Like the speaker in Chudleigh’s ‘On the Death’, Barker’s Galesia presents
her muse as a lover, but one with whom she conducts a fickle relationship
and one who, following the conventions of male poetry, is specifically feminised,
for ‘Sometimes I wou’d repel her Insinuations; and sometimes again accept
her Caresses’ (Barker 123). ‘To my Muse’ (Barker 123-4) attempts to explain
Galesia’s inconsistency in terms that recreate the standard sexualised tropes
with which they play.31 The opening of the poem expresses anxieties about
the quality of the produce such a union will yield when Galesia suggests
that her muse’s entry into ‘The barren Region of my Breast’ is an infestation
that can only conceive ‘Weeds of Noise’ (ll. 1-4). The reason why ‘I thy
Sweets and Charms oppose’ is that Galesia possesses ‘a Mind so wholly rude,/
As can’t afford to entertain/ Thee, with the Welcome of one Strain’ (ll.
7, 12-14).
-
Later in the same poem, the speaker highlights her muse’s
generosity in offering insistent companionship in spite of her mistress’s
‘Coldness and Disdain’: she offers patience against rejection, solace against
disquiet, kindness against displeasure, she ‘driv’st Griefs away’ and ‘fill’st
their empty Places’ by providing moral guidance and support (ll. 20-7).
In this, the persistent advances of Galesia’s muse seem more like the devotions
of a selfless, Christian friend, celebrated in ‘A Virgin Life’, than those
of a desirous lover. Moreover, her muse supplies her with fundamental life
resources: she ‘fortify’st’ Galesia when she is ‘in Distress’ and provides
‘Consolation, Physick, Food’ (ll. 28-9). The speaker thus concludes by requesting
her muse to ‘Take full Possession of my Breast’ whose fruit will be ‘harmless
Rhimes’ (ll. 34, 31). Once again, Barker uses the retirement mode to reframe
the relationship between textual and sexual production in which writing
is the source of sensual pleasure, feminine creativity and internal nourishment.

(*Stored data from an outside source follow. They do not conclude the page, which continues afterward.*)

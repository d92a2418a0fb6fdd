use std::collections::HashMap;
use std::rc::Rc;

use vista_core::LiveBinding;
use vista_dom::Node;

use crate::descriptor::{Descriptor, ResolvedDescriptor};
use crate::directives::{ATTR, AttrDirective, BIND, BindDirective};
use crate::error::DirectiveError;
use crate::unit::Scope;

/// A pluggable behavior selected by name at compile time.
pub trait Directive {
    /// Higher runs first among the directives on one element.
    fn priority(&self) -> i32 {
        0
    }

    /// A terminal directive owns its node's subtree: nothing else on the
    /// element is compiled and its children are not compiled separately.
    fn is_terminal(&self) -> bool {
        false
    }

    /// Keep the triggering attribute on the live element.
    fn retain_attribute(&self) -> bool {
        false
    }

    fn bind(
        &self,
        scope: &Scope<'_>,
        node: &Node,
        descriptor: &Descriptor,
    ) -> Result<Box<dyn LiveBinding>, DirectiveError>;
}

#[derive(Default, Clone)]
pub struct DirectiveRegistry {
    definitions: HashMap<String, Rc<dyn Directive>>,
    terminal: Vec<String>,
}

impl DirectiveRegistry {
    pub fn new() -> Self {
        Self::default()
    }

    /// Registry with the `bind` and `attr` directives the compiler emits for
    /// interpolation.
    pub fn with_builtins() -> Self {
        let mut registry = Self::new();
        registry.register(BIND, BindDirective).register(ATTR, AttrDirective);
        registry
    }

    /// Register (or replace) a directive. Terminal directives are tried in
    /// registration order.
    pub fn register<D>(&mut self, name: impl Into<String>, directive: D) -> &mut Self
    where
        D: Directive + 'static,
    {
        let name = name.into();
        self.terminal.retain(|n| *n != name);
        if directive.is_terminal() {
            self.terminal.push(name.clone());
        }
        self.definitions.insert(name, Rc::new(directive));
        self
    }

    pub fn terminal_binding_names(&self) -> &[String] {
        &self.terminal
    }

    pub fn definition(&self, name: &str) -> Option<Rc<dyn Directive>> {
        self.definitions.get(name).cloned()
    }

    pub fn contains(&self, name: &str) -> bool {
        self.definitions.contains_key(name)
    }

    /// Merge a descriptor with its definition; `None` when the name is
    /// unknown.
    pub fn resolve(&self, mut descriptor: Descriptor) -> Option<ResolvedDescriptor> {
        let directive = self.definition(&descriptor.name)?;
        descriptor.terminal = directive.is_terminal();
        Some(ResolvedDescriptor {
            descriptor,
            directive,
        })
    }
}
pub mod interpolation;
pub mod parse;

pub use interpolation::{Token, has_interpolation, interpolate_with, tokenize};
pub use parse::{ParseError, parse_fragment, parse_template};
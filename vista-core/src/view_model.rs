use std::cell::{Cell, RefCell};
use std::collections::BTreeMap;
use std::fmt::Display;
use std::future::Future;
use std::rc::Rc;

use futures::future::{FutureExt, LocalBoxFuture};
use serde_json::Value;

use crate::ledger::BindingLedger;
use crate::lifecycle::Lifecycle;
use crate::signal::Signal;

/// Runtime view object: named reactive fields, the binding ledger, and the
/// component lifecycle hooks.
pub struct ViewModel {
    fields: RefCell<BTreeMap<String, Rc<Signal<Value>>>>,
    bindings: BindingLedger,
    lifecycle: Lifecycle,
    disposed: Cell<bool>,
}

impl ViewModel {
    pub fn new() -> Rc<Self> {
        Rc::new(Self {
            fields: RefCell::new(BTreeMap::new()),
            bindings: BindingLedger::new(),
            lifecycle: Lifecycle::new(),
            disposed: Cell::new(false),
        })
    }

    /// Top-level keys of a JSON object become fields; anything else yields an
    /// empty view-model.
    pub fn from_json(data: Value) -> Rc<Self> {
        let vm = Self::new();
        if let Value::Object(map) = data {
            for (name, value) in map {
                vm.set(&name, value);
            }
        }
        vm
    }

    /// Install the field if missing (value `Null`) and return its signal.
    pub fn declare(&self, name: &str) -> Rc<Signal<Value>> {
        self.fields
            .borrow_mut()
            .entry(name.to_string())
            .or_insert_with(|| Rc::new(Signal::new(Value::Null)))
            .clone()
    }

    pub fn has_field(&self, name: &str) -> bool {
        self.fields.borrow().contains_key(name)
    }

    fn field(&self, name: &str) -> Option<Rc<Signal<Value>>> {
        self.fields.borrow().get(name).cloned()
    }

    pub fn set(&self, name: &str, value: Value) {
        // The fields borrow is released before set() runs subscribers.
        let signal = self.declare(name);
        signal.set(value);
    }

    /// Tracked read; `Null` for unknown fields.
    pub fn get(&self, name: &str) -> Value {
        self.field(name).map(|s| s.get()).unwrap_or(Value::Null)
    }

    /// Evaluate an expression against the current data.
    ///
    /// Supported forms: a dotted path whose first segment names a field
    /// (`user.name`, `items.0`), or a JSON literal (`'x'`, `"x"`, `42`,
    /// `true`). Unresolvable paths evaluate to `Null`.
    pub fn evaluate(&self, expr: &str) -> Value {
        let expr = expr.trim();
        if expr.is_empty() {
            return Value::Null;
        }
        if let Some(lit) = literal(expr) {
            return lit;
        }

        let mut segments = expr.split('.').map(str::trim);
        let Some(head) = segments.next() else {
            return Value::Null;
        };
        let mut current = self.get(head);
        for seg in segments {
            current = match current {
                Value::Object(mut map) => map.remove(seg).unwrap_or(Value::Null),
                Value::Array(mut items) => match seg.parse::<usize>() {
                    Ok(i) if i < items.len() => items.swap_remove(i),
                    _ => Value::Null,
                },
                _ => Value::Null,
            };
        }
        current
    }

    pub fn evaluate_string(&self, expr: &str) -> String {
        display_value(&self.evaluate(expr))
    }

    pub fn bindings(&self) -> &BindingLedger {
        &self.bindings
    }

    pub fn lifecycle(&self) -> &Lifecycle {
        &self.lifecycle
    }

    pub fn mark_disposed(&self) {
        self.disposed.set(true);
    }

    pub fn is_disposed(&self) -> bool {
        self.disposed.get()
    }

    /// Declare `name` now and assign it when `source` settles.
    ///
    /// The field exists (as `Null`) as soon as this returns, before the
    /// future is polled. A rejected source is logged and leaves the field
    /// `Null`. Nothing is cancelled on disposal: a value settling after
    /// [`ViewModel::mark_disposed`] is still assigned.
    pub fn resolve_field<F, E>(self: &Rc<Self>, name: &str, source: F) -> LocalBoxFuture<'static, ()>
    where
        F: Future<Output = Result<Value, E>> + 'static,
        E: Display + 'static,
    {
        self.declare(name);
        let vm = Rc::clone(self);
        let name = name.to_string();
        async move {
            match source.await {
                Ok(value) => {
                    if vm.is_disposed() {
                        tracing::debug!(field = %name, "field settled after view-model disposal");
                    }
                    vm.set(&name, value);
                }
                Err(err) => {
                    tracing::warn!(field = %name, error = %err, "field initialization failed");
                }
            }
        }
        .boxed_local()
    }
}

fn literal(expr: &str) -> Option<Value> {
    let first = expr.chars().next()?;
    if first == '\'' && expr.len() >= 2 && expr.ends_with('\'') {
        return Some(Value::String(expr[1..expr.len() - 1].to_string()));
    }
    if first == '"' || first == '-' || first.is_ascii_digit() || matches!(expr, "true" | "false" | "null") {
        return serde_json::from_str(expr).ok();
    }
    None
}

/// Text form used when writing a value into the tree: strings verbatim,
/// `Null` as empty, everything else as JSON.
pub fn display_value(value: &Value) -> String {
    match value {
        Value::Null => String::new(),
        Value::String(s) => s.clone(),
        other => other.to_string(),
    }
}

#[cfg(test)]
mod tests {
    use super::*;
    use serde_json::json;

    #[test]
    fn literals_parse() {
        assert_eq!(literal("'hi'"), Some(json!("hi")));
        assert_eq!(literal("42"), Some(json!(42)));
        assert_eq!(literal("true"), Some(json!(true)));
        assert_eq!(literal("name"), None);
    }

    #[test]
    fn display_formats() {
        assert_eq!(display_value(&Value::Null), "");
        assert_eq!(display_value(&json!("x")), "x");
        assert_eq!(display_value(&json!(3)), "3");
    }
}
//! Execution of compiled units and identity-based disposal of what they
//! installed.

use std::fmt;
use std::rc::Rc;

use vista_core::{BindingId, OwnedBinding, ViewModel};
use vista_dom::Node;
use vista_template::interpolate_with;

use crate::descriptor::ResolvedDescriptor;
use crate::error::LinkError;
use crate::unit::{CompiledUnit, LinkTarget, Scope};

/// Render a `{{ }}` template against the view-model's current data.
pub fn interpolate(vm: &ViewModel, text: &str) -> String {
    interpolate_with(text, |expr| vm.evaluate_string(expr))
}

/// Create one live binding on `node` and append it to the scope's ledger.
pub(crate) fn bind_resolved(
    scope: &Scope<'_>,
    node: &Node,
    resolved: &ResolvedDescriptor,
) -> Result<BindingId, LinkError> {
    let descriptor = &resolved.descriptor;
    if !resolved.directive.retain_attribute() {
        if let Some(attr) = &descriptor.source_attr {
            node.remove_attribute(attr);
        }
    }
    let binding = resolved
        .directive
        .bind(scope, node, descriptor)
        .map_err(|source| LinkError::Directive {
            name: descriptor.name.clone(),
            source,
        })?;
    Ok(scope.vm.bindings().register(binding))
}

/// Run `unit` against `target` and capture the bindings it created.
///
/// Every binding registered on `scope.vm` during the call, including those of
/// nested executions, is owned by the returned [`Disposer`]. A failing unit
/// has its partial bindings disposed before the error is returned. `None`
/// executes nothing and yields an empty disposer.
pub fn execute<'a>(
    unit: Option<&CompiledUnit>,
    scope: &Scope<'_>,
    target: impl Into<LinkTarget<'a>>,
) -> Result<Disposer, LinkError> {
    let ledger = scope.vm.bindings();
    let mark = ledger.watermark();

    if let Some(unit) = unit {
        if let Err(err) = unit.link(scope, target.into()) {
            let partial = Disposer {
                vm: Rc::clone(scope.vm),
                owned: ledger.since(mark),
            };
            tracing::debug!(error = %err, rolled_back = partial.len(), "execution failed");
            partial.dispose();
            return Err(err);
        }
    }

    let owned = ledger.since(mark);
    tracing::trace!(owned = owned.len(), ledger = ledger.len(), "executed compiled unit");
    Ok(Disposer {
        vm: Rc::clone(scope.vm),
        owned,
    })
}

/// Removes exactly the bindings one [`execute`] call created, wherever they
/// sit in the ledger by the time it runs. Consumed on use.
#[must_use = "dropping a Disposer leaves its bindings installed"]
pub struct Disposer {
    vm: Rc<ViewModel>,
    owned: Vec<OwnedBinding>,
}

impl Disposer {
    pub fn ids(&self) -> Vec<BindingId> {
        self.owned.iter().map(|e| e.id).collect()
    }

    pub fn len(&self) -> usize {
        self.owned.len()
    }

    pub fn is_empty(&self) -> bool {
        self.owned.is_empty()
    }

    /// Dispose the owned bindings in creation order, then drop them from the
    /// ledger by id.
    pub fn dispose(self) {
        for entry in &self.owned {
            entry.binding.dispose();
        }
        let ids = self.ids();
        let removed = self.vm.bindings().remove(&ids);
        tracing::trace!(owned = ids.len(), removed, "disposed bindings");
    }
}

impl fmt::Debug for Disposer {
    fn fmt(&self, f: &mut fmt::Formatter<'_>) -> fmt::Result {
        f.debug_struct("Disposer").field("owned", &self.ids()).finish()
    }
}
//! Template-to-binding compiler.
//!
//! [`Compiler::compile`] turns a node tree into a [`CompiledUnit`];
//! [`execute`] runs a unit against a [`ViewModel`](vista_core::ViewModel)
//! and hands back a [`Disposer`] that removes exactly the bindings that run
//! created.

pub mod component;
pub mod config;
pub mod descriptor;
pub mod diagnostics;
pub mod directives;
pub mod error;
pub mod link;
pub mod loader;
pub mod mount;
pub mod registry;
pub mod unit;

mod compiler;
mod node;

pub use compiler::Compiler;
pub use component::Component;
pub use config::CompilerConfig;
pub use descriptor::{Descriptor, ResolvedDescriptor};
pub use diagnostics::Diagnostic;
pub use error::{DirectiveError, LinkError, LoadError, MountError};
pub use link::{Disposer, execute, interpolate};
pub use loader::{DirLoader, MemoryLoader, TemplateLoader};
pub use mount::MountTable;
pub use registry::{Directive, DirectiveRegistry};
pub use unit::{CompiledUnit, LinkTarget, Scope};
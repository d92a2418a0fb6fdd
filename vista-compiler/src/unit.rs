use std::fmt;
use std::rc::Rc;

use vista_core::ViewModel;
use vista_dom::Node;

use crate::error::LinkError;

/// Runtime context a compiled unit executes in.
#[derive(Clone, Copy)]
pub struct Scope<'a> {
    /// View-model whose ledger receives the bindings.
    pub vm: &'a Rc<ViewModel>,
    /// Parent view-model when executing a nested component.
    pub owner: Option<&'a Rc<ViewModel>>,
    /// Anchor node for directives that insert content elsewhere.
    pub placeholder: Option<&'a Node>,
}

impl<'a> Scope<'a> {
    pub fn new(vm: &'a Rc<ViewModel>) -> Self {
        Self {
            vm,
            owner: None,
            placeholder: None,
        }
    }

    pub fn with_owner(mut self, owner: &'a Rc<ViewModel>) -> Self {
        self.owner = Some(owner);
        self
    }

    pub fn with_placeholder(mut self, placeholder: &'a Node) -> Self {
        self.placeholder = Some(placeholder);
        self
    }
}

/// What a unit is executed against: one live node, or a raw collection.
/// Collection units given a single node operate on that node's children.
#[derive(Debug, Clone, Copy)]
pub enum LinkTarget<'a> {
    Node(&'a Node),
    Nodes(&'a [Node]),
}

impl<'a> LinkTarget<'a> {
    pub(crate) fn node(self) -> Result<&'a Node, LinkError> {
        match self {
            LinkTarget::Node(node) => Ok(node),
            LinkTarget::Nodes([node]) => Ok(node),
            LinkTarget::Nodes(nodes) => Err(LinkError::StructuralMismatch {
                expected: 1,
                found: nodes.len(),
            }),
        }
    }

    /// Snapshot of the collection, taken before any unit mutates it.
    pub(crate) fn collection(self) -> Vec<Node> {
        match self {
            LinkTarget::Node(node) => node.children(),
            LinkTarget::Nodes(nodes) => nodes.to_vec(),
        }
    }
}

impl<'a> From<&'a Node> for LinkTarget<'a> {
    fn from(node: &'a Node) -> Self {
        LinkTarget::Node(node)
    }
}

impl<'a> From<&'a [Node]> for LinkTarget<'a> {
    fn from(nodes: &'a [Node]) -> Self {
        LinkTarget::Nodes(nodes)
    }
}

impl<'a> From<&'a Vec<Node>> for LinkTarget<'a> {
    fn from(nodes: &'a Vec<Node>) -> Self {
        LinkTarget::Nodes(nodes.as_slice())
    }
}

type LinkFn = dyn Fn(&Scope<'_>, LinkTarget<'_>) -> Result<(), LinkError>;

/// Immutable, reusable result of compiling a node or subtree.
///
/// `terminal` and `priority` are compile-time flags: `terminal` stops the
/// tree compiler from descending into the node's children, `priority`
/// orders units on the same element.
#[derive(Clone)]
pub struct CompiledUnit {
    link: Rc<LinkFn>,
    terminal: bool,
    priority: i32,
}

impl CompiledUnit {
    pub fn new<F>(terminal: bool, priority: i32, link: F) -> Self
    where
        F: Fn(&Scope<'_>, LinkTarget<'_>) -> Result<(), LinkError> + 'static,
    {
        Self {
            link: Rc::new(link),
            terminal,
            priority,
        }
    }

    pub fn is_terminal(&self) -> bool {
        self.terminal
    }

    pub fn priority(&self) -> i32 {
        self.priority
    }

    /// Install this unit's bindings. Prefer [`execute`](crate::execute),
    /// which also records what was installed.
    pub fn link(&self, scope: &Scope<'_>, target: LinkTarget<'_>) -> Result<(), LinkError> {
        (self.link)(scope, target)
    }
}

impl fmt::Debug for CompiledUnit {
    fn fmt(&self, f: &mut fmt::Formatter<'_>) -> fmt::Result {
        f.debug_struct("CompiledUnit")
            .field("terminal", &self.terminal)
            .field("priority", &self.priority)
            .finish_non_exhaustive()
    }
}
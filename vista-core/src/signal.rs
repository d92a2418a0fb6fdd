use std::cell::{Cell, RefCell};
use std::collections::HashSet;
use std::rc::Rc;

/// Shared cell behind an effect. `active` is cleared by [`Effect::stop`].
struct EffectCell {
    func: RefCell<Box<dyn FnMut()>>,
    active: Cell<bool>,
}

type EffectRc = Rc<EffectCell>;

// Holds the currently running/collecting effect during dependency tracking.
thread_local! {
    static CURRENT_EFFECT: RefCell<Option<EffectRc>> = const { RefCell::new(None) };

    // Simple microtask-style scheduler queue and guards.
    static EFFECT_QUEUE: RefCell<Vec<EffectRc>> = const { RefCell::new(Vec::new()) };
    static QUEUED: RefCell<HashSet<usize>> = RefCell::new(HashSet::new());
    static IS_FLUSHING: Cell<bool> = const { Cell::new(false) };
}

fn ptr_id(rc: &EffectRc) -> usize {
    Rc::as_ptr(rc) as usize
}

fn enqueue_effect(eff: EffectRc) {
    EFFECT_QUEUE.with(|q| {
        QUEUED.with(|set| {
            let id = ptr_id(&eff);
            let mut set_b = set.borrow_mut();
            if set_b.insert(id) {
                q.borrow_mut().push(eff);
            }
        });
    });
}

/// Run one effect body with dependency collection. The previous tracking
/// target is restored afterwards so effects created inside another effect's
/// body do not steal its subscriptions.
fn run_effect(eff: &EffectRc) {
    if !eff.active.get() {
        return;
    }

    // Extract the closure out of the RefCell so we don't hold a mutable borrow
    // while executing it (the body may call set() and re-enqueue itself).
    let mut func: Box<dyn FnMut()> = std::mem::replace(&mut *eff.func.borrow_mut(), Box::new(|| {}));

    let prev = CURRENT_EFFECT.with(|cur| cur.replace(Some(eff.clone())));
    func();
    CURRENT_EFFECT.with(|cur| *cur.borrow_mut() = prev);

    // Stopped mid-run: drop the body (and whatever it captured) instead of
    // putting it back.
    if eff.active.get() {
        *eff.func.borrow_mut() = func;
    }
}

fn flush_queue() {
    // Prevent re-entrant flush; effects scheduled during a flush will be queued
    // and processed by this outer flush.
    if IS_FLUSHING.with(|f| f.replace(true)) {
        return;
    }

    loop {
        let next = EFFECT_QUEUE.with(|q| q.borrow_mut().pop());
        let Some(eff) = next else { break };

        // Mark as not queued before running, so re-enqueues are allowed.
        QUEUED.with(|set| {
            set.borrow_mut().remove(&ptr_id(&eff));
        });

        run_effect(&eff);
    }

    IS_FLUSHING.with(|f| f.set(false));
}

/// A reactive signal wrapping a `T: Clone`.
pub struct Signal<T> {
    value: RefCell<T>,
    subscribers: RefCell<Vec<EffectRc>>,
}

impl<T> Signal<T>
where
    T: Clone,
{
    /// Create a new signal.
    pub fn new(initial: T) -> Self {
        Self {
            value: RefCell::new(initial),
            subscribers: RefCell::new(Vec::new()),
        }
    }

    /// Read the value, and if inside an `effect`, register that effect as a subscriber.
    pub fn get(&self) -> T {
        CURRENT_EFFECT.with(|current| {
            if let Some(effect_rc) = current.borrow().as_ref() {
                let mut subs = self.subscribers.borrow_mut();
                if !subs.iter().any(|e| Rc::ptr_eq(e, effect_rc)) {
                    subs.push(effect_rc.clone());
                }
            }
        });
        self.value.borrow().clone()
    }

    /// Read the value without subscribing the running effect.
    pub fn peek(&self) -> T {
        self.value.borrow().clone()
    }

    /// Update the value and notify all subscribers via the scheduler.
    pub fn set(&self, new: T) {
        *self.value.borrow_mut() = new;

        // Drop stopped effects, then snapshot the live ones before enqueuing.
        let subscribers = {
            let mut subs = self.subscribers.borrow_mut();
            subs.retain(|e| e.active.get());
            subs.clone()
        };

        for subscriber in subscribers {
            enqueue_effect(subscriber);
        }
        flush_queue();
    }

    /// Number of live subscribers.
    pub fn subscriber_count(&self) -> usize {
        self.subscribers
            .borrow()
            .iter()
            .filter(|e| e.active.get())
            .count()
    }
}

/// Handle to a registered effect.
pub struct Effect {
    cell: EffectRc,
}

impl Effect {
    /// Unsubscribe: the body never runs again and its captures are released.
    pub fn stop(&self) {
        self.cell.active.set(false);
        *self.cell.func.borrow_mut() = Box::new(|| {});
    }

    pub fn is_active(&self) -> bool {
        self.cell.active.get()
    }
}

/// Register a closure as a reactive effect:
/// - runs immediately to collect dependencies,
/// - then re-runs whenever any `Signal` it `get()`s is `set()`,
/// - until the returned handle is stopped.
pub fn effect<F>(f: F) -> Effect
where
    F: FnMut() + 'static,
{
    let cell = Rc::new(EffectCell {
        func: RefCell::new(Box::new(f)),
        active: Cell::new(true),
    });

    // Initial run with dependency collection.
    run_effect(&cell);

    Effect { cell }
}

- In examining the verse of Finch, Killigrew, Chudleigh and Barker we have
seen how the retirement mode is fundamental to the production of a feminine
poetics during this period. The concept of retreat seems to contain particular
resonance for women poets, enabling them to reformulate feminine subjectivity.
While retirement appears to signal a closed or contained body, what frequently
emerges is a site that enables the exploration of new possibilities, especially
for forging a specifically feminine poetic identity. Within the site of withdrawal
the terms constructed by the world outside are regarded from a different perspective
where they may be challenged and reshaped. In certain contexts retreat provides
a womb-like space of poetic fruition; one which, in Finch’s, Chudleigh’s and
Barker’s work, elicits an active, inner life of writing, thought and creativity
and one in which identities and their relation to their environment are rethought.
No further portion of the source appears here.